//! Configuration validation.
//!
//! Every check appends to a [`Diagnostics`] collection instead of returning
//! early, so one pass reports all problems in a configuration.

use crate::error::{Diagnostic, Diagnostics};
use crate::model::IPPoolData;
use crate::schema::{ANNOTATIONS_PATH, DEFAULT_MODE, ENCAPSULATION_MODES};
use regex::Regex;
use std::collections::BTreeMap;
use std::sync::LazyLock;

const QUALIFIED_NAME_MAX_LENGTH: usize = 63;
const DNS1123_SUBDOMAIN_MAX_LENGTH: usize = 253;

const QUALIFIED_NAME_FMT: &str = "([A-Za-z0-9][-A-Za-z0-9_.]*)?[A-Za-z0-9]";
const QUALIFIED_NAME_ERR_MSG: &str =
    "must consist of alphanumeric characters, '-', '_' or '.', and must start and end with an alphanumeric character";
const DNS1123_SUBDOMAIN_FMT: &str = "[a-z0-9]([-a-z0-9]*[a-z0-9])?(\\.[a-z0-9]([-a-z0-9]*[a-z0-9])?)*";
const DNS1123_SUBDOMAIN_ERR_MSG: &str = "a lowercase RFC 1123 subdomain must consist of lower case alphanumeric characters, '-' or '.', and must start and end with an alphanumeric character";

fn regex_error(message: &str, format: &str, examples: &[&str]) -> String {
    let mut out = format!("{message} (e.g. ");
    for (i, example) in examples.iter().enumerate() {
        if i > 0 {
            out.push_str(" or ");
        }
        out.push_str(&format!("'{example}', "));
    }
    out.push_str(&format!("regex used for validation is '{format}')"));
    out
}

fn qualified_name_regex_error() -> String {
    regex_error(QUALIFIED_NAME_ERR_MSG, QUALIFIED_NAME_FMT, &["MyName", "my.name", "123-abc"])
}

static QUALIFIED_NAME_REGEX: LazyLock<Result<Regex, regex::Error>> =
    LazyLock::new(|| Regex::new(&format!("^(?:{QUALIFIED_NAME_FMT})$")));
static DNS1123_SUBDOMAIN_REGEX: LazyLock<Result<Regex, regex::Error>> =
    LazyLock::new(|| Regex::new(&format!("^(?:{DNS1123_SUBDOMAIN_FMT})$")));

fn is_full_match(regex: &LazyLock<Result<Regex, regex::Error>>, value: &str) -> bool {
    regex.as_ref().is_ok_and(|re| re.is_match(value))
}

/// DNS-1123 subdomain check; returns every violation
pub fn is_dns1123_subdomain(value: &str) -> Vec<String> {
    let mut errors = Vec::new();
    if value.len() > DNS1123_SUBDOMAIN_MAX_LENGTH {
        errors.push(format!("must be no more than {DNS1123_SUBDOMAIN_MAX_LENGTH} characters"));
    }
    if !is_full_match(&DNS1123_SUBDOMAIN_REGEX, value) {
        errors.push(regex_error(DNS1123_SUBDOMAIN_ERR_MSG, DNS1123_SUBDOMAIN_FMT, &["example.com"]));
    }
    errors
}

/// Kubernetes qualified-name check (`[prefix/]name`); returns every violation
pub fn is_qualified_name(value: &str) -> Vec<String> {
    let mut errors = Vec::new();
    let parts: Vec<&str> = value.split('/').collect();
    let name = match parts.as_slice() {
        [name] => *name,
        [prefix, name] => {
            if prefix.is_empty() {
                errors.push("prefix part must be non-empty".to_string());
            } else {
                errors.extend(
                    is_dns1123_subdomain(prefix)
                        .into_iter()
                        .map(|e| format!("prefix part {e}")),
                );
            }
            *name
        }
        _ => {
            errors.push(format!(
                "a qualified name {} with an optional DNS subdomain prefix and '/' (e.g. 'example.com/MyName')",
                qualified_name_regex_error()
            ));
            return errors;
        }
    };

    if name.is_empty() {
        errors.push("name part must be non-empty".to_string());
    } else if name.len() > QUALIFIED_NAME_MAX_LENGTH {
        errors.push(format!("name part must be no more than {QUALIFIED_NAME_MAX_LENGTH} characters"));
    }
    if !is_full_match(&QUALIFIED_NAME_REGEX, name) {
        errors.push(format!("name part {}", qualified_name_regex_error()));
    }
    errors
}

/// Validate annotation keys (lower-cased) as qualified names
///
/// One diagnostic per violation, for every offending key.
pub fn validate_annotations(annotations: &BTreeMap<String, String>, path: &str) -> Diagnostics {
    annotations
        .keys()
        .flat_map(|key| {
            is_qualified_name(&key.to_lowercase())
                .into_iter()
                .map(move |e| Diagnostic::error(path, format!("{path} ({key:?}) {e}")))
        })
        .collect()
}

/// Check that `value` is one of `allowed` (case sensitive)
pub fn validate_string_in_slice(value: &str, allowed: &[&str], path: &str) -> Diagnostics {
    if allowed.contains(&value) {
        return Diagnostics::new();
    }
    std::iter::once(Diagnostic::error(
        path,
        format!("expected {path} to be one of {allowed:?}, got {value}"),
    ))
    .collect()
}

/// Full configuration check for an IPPool resource
pub fn validate_ip_pool(data: &IPPoolData) -> Diagnostics {
    let mut diagnostics = validate_annotations(&data.metadata.annotations, ANNOTATIONS_PATH);

    if !data.metadata.resource_version.is_empty() && data.id.is_none() {
        diagnostics.push(Diagnostic::warning(
            "metadata.0.resource_version",
            "resource_version is computed by the server and is ignored in configuration",
        ));
    }

    if data.spec.cidr.trim().is_empty() {
        diagnostics.push(Diagnostic::error("spec.0.cidr", "cidr must be non-empty"));
    }

    diagnostics.extend(validate_string_in_slice(
        &data.spec.ipip_mode,
        &ENCAPSULATION_MODES,
        "spec.0.ipip_mode",
    ));
    diagnostics.extend(validate_string_in_slice(
        &data.spec.vxlan_mode,
        &ENCAPSULATION_MODES,
        "spec.0.vxlan_mode",
    ));

    if data.spec.ipip_mode != DEFAULT_MODE && data.spec.vxlan_mode != DEFAULT_MODE {
        diagnostics.push(Diagnostic::error(
            "spec.0.ipip_mode",
            "\"spec.0.ipip_mode\": conflicts with spec.0.vxlan_mode",
        ));
        diagnostics.push(Diagnostic::error(
            "spec.0.vxlan_mode",
            "\"spec.0.vxlan_mode\": conflicts with spec.0.ipip_mode",
        ));
    }

    diagnostics
}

========

= ABOUT THIS EXERCISE =
Every line in the material must be retyped exactly, with none omitted.

= EXERCISE RESULT =
//! Configuration validation.
//!
//! Every check appends to a [`Diagnostics`] collection instead of returning
//! early, so one pass reports all problems in a configuration.

use crate::error::{Diagnostic, Diagnostics};
use crate::model::IPPoolData;
use crate::schema::{ANNOTATIONS_PATH, DEFAULT_MODE, ENCAPSULATION_MODES};
use regex::Regex;
use std::collections::BTreeMap;
use std::sync::LazyLock;

const QUALIFIED_NAME_MAX_LENGTH: usize = 63;
const DNS1123_SUBDOMAIN_MAX_LENGTH: usize = 253;

const QUALIFIED_NAME_FMT: &str = "([A-Za-z0-9][-A-Za-z0-9_.]*)?[A-Za-z0-9]";
const QUALIFIED_NAME_ERR_MSG: &str =
    "must consist of alphanumeric characters, '-', '_' or '.', and must start and end with an alphanumeric character";
const DNS1123_SUBDOMAIN_FMT: &str = "[a-z0-9]([-a-z0-9]*[a-z0-9])?(\\.[a-z0-9]([-a-z0-9]*[a-z0-9])?)*";
const DNS1123_SUBDOMAIN_ERR_MSG: &str = "a lowercase RFC 1123 subdomain must consist of lower case alphanumeric characters, '-' or '.', and must start and end with an alphanumeric character";

fn regex_error(message: &str, format: &str, examples: &[&str]) -> String {
    let mut out = format!("{message} (e.g. ");
    for (i, example) in examples.iter().enumerate() {
        if i > 0 {
            out.push_str(" or ");
        }
        out.push_str(&format!("'{example}', "));
    }
    out.push_str(&format!("regex used for validation is '{format}')"));
    out
}

fn qualified_name_regex_error() -> String {
    regex_error(QUALIFIED_NAME_ERR_MSG, QUALIFIED_NAME_FMT, &["MyName", "my.name", "123-abc"])
}

static QUALIFIED_NAME_REGEX: LazyLock<Result<Regex, regex::Error>> =
    LazyLock::new(|| Regex::new(&format!("^(?:{QUALIFIED_NAME_FMT})$")));
static DNS1123_SUBDOMAIN_REGEX: LazyLock<Result<Regex, regex::Error>> =
    LazyLock::new(|| Regex::new(&format!("^(?:{DNS1123_SUBDOMAIN_FMT})$")));

fn is_full_match(regex: &LazyLock<Result<Regex, regex::Error>>, value: &str) -> bool {
    regex.as_ref().is_ok_and(|re| re.is_match(value))
}

/// DNS-1123 subdomain check; returns every violation
pub fn is_dns1123_subdomain(value: &str) -> Vec<String> {
    let mut errors = Vec::new();
    if value.len() > DNS1123_SUBDOMAIN_MAX_LENGTH {
        errors.push(format!("must be no more than {DNS1123_SUBDOMAIN_MAX_LENGTH} characters"));
    }
    if !is_full_match(&DNS1123_SUBDOMAIN_REGEX, value) {
        errors.push(regex_error(DNS1123_SUBDOMAIN_ERR_MSG, DNS1123_SUBDOMAIN_FMT, &["example.com"]));
    }
    errors
}

/// Kubernetes qualified-name check (`[prefix/]name`); returns every violation
pub fn is_qualified_name(value: &str) -> Vec<String> {
    let mut errors = Vec::new();
    let parts: Vec<&str> = value.split('/').collect();
    let name = match parts.as_slice() {
        [name] => *name,
        [prefix, name] => {
            if prefix.is_empty() {
                errors.push("prefix part must be non-empty".to_string());
            } else {
                errors.extend(
                    is_dns1123_subdomain(prefix)
                        .into_iter()
                        .map(|e| format!("prefix part {e}")),
                );
            }
            *name
        }
        _ => {
            errors.push(format!(
                "a qualified name {} with an optional DNS subdomain prefix and '/' (e.g. 'example.com/MyName')",
                qualified_name_regex_error()
            ));
            return errors;
        }
    };

    if name.is_empty() {
        errors.push("name part must be non-empty".to_string());
    } else if name.len() > QUALIFIED_NAME_MAX_LENGTH {
        errors.push(format!("name part must be no more than {QUALIFIED_NAME_MAX_LENGTH} characters"));
    }
    if !is_full_match(&QUALIFIED_NAME_REGEX, name) {
        errors.push(format!("name part {}", qualified_name_regex_error()));
    }
    errors
}

/// Validate annotation keys (lower-cased) as qualified names
///
/// One diagnostic per violation, for every offending key.
pub fn validate_annotations(annotations: &BTreeMap<String, String>, path: &str) -> Diagnostics {
    annotations
        .keys()
        .flat_map(|key| {
            is_qualified_name(&key.to_lowercase())
                .into_iter()
                .map(move |e| Diagnostic::error(path, format!("{path} ({key:?}) {e}")))
        })
        .collect()
}

/// Check that `value` is one of `allowed` (case sensitive)
pub fn validate_string_in_slice(value: &str, allowed: &[&str], path: &str) -> Diagnostics {
    if allowed.contains(&value) {
        return Diagnostics::new();
    }
    std::iter::once(Diagnostic::error(
        path,
        format!("expected {path} to be one of {allowed:?}, got {value}"),
    ))
    .collect()
}

/// Full configuration check for an IPPool resource
pub fn validate_ip_pool(data: &IPPoolData) -> Diagnostics {
    let mut diagnostics = validate_annotations(&data.metadata.annotations, ANNOTATIONS_PATH);

    if !data.metadata.resource_version.is_empty() && data.id.is_none() {
        diagnostics.push(Diagnostic::warning(
            "metadata.0.resource_version",
            "resource_version is computed by the server and is ignored in configuration",
        ));
    }

    if data.spec.cidr.trim().is_empty() {
        diagnostics.push(Diagnostic::error("spec.0.cidr", "cidr must be non-empty"));
    }

    diagnostics.extend(validate_string_in_slice(
        &data.spec.ipip_mode,
        &ENCAPSULATION_MODES,
        "spec.0.ipip_mode",
    ));
    diagnostics.extend(validate_string_in_slice(
        &data.spec.vxlan_mode,
        &ENCAPSULATION_MODES,
        "spec.0.vxlan_mode",
    ));

    if data.spec.ipip_mode != DEFAULT_MODE && data.spec.vxlan_mode != DEFAULT_MODE {
        diagnostics.push(Diagnostic::error(
            "spec.0.ipip_mode",
            "\"spec.0.ipip_mode\": conflicts with spec.0.vxlan_mode",
        ));
        diagnostics.push(Diagnostic::error(
            "spec.0.vxlan_mode",
            "\"spec.0.vxlan_mode\": conflicts with spec.0.ipip_mode",
        ));
    }

    diagnostics
}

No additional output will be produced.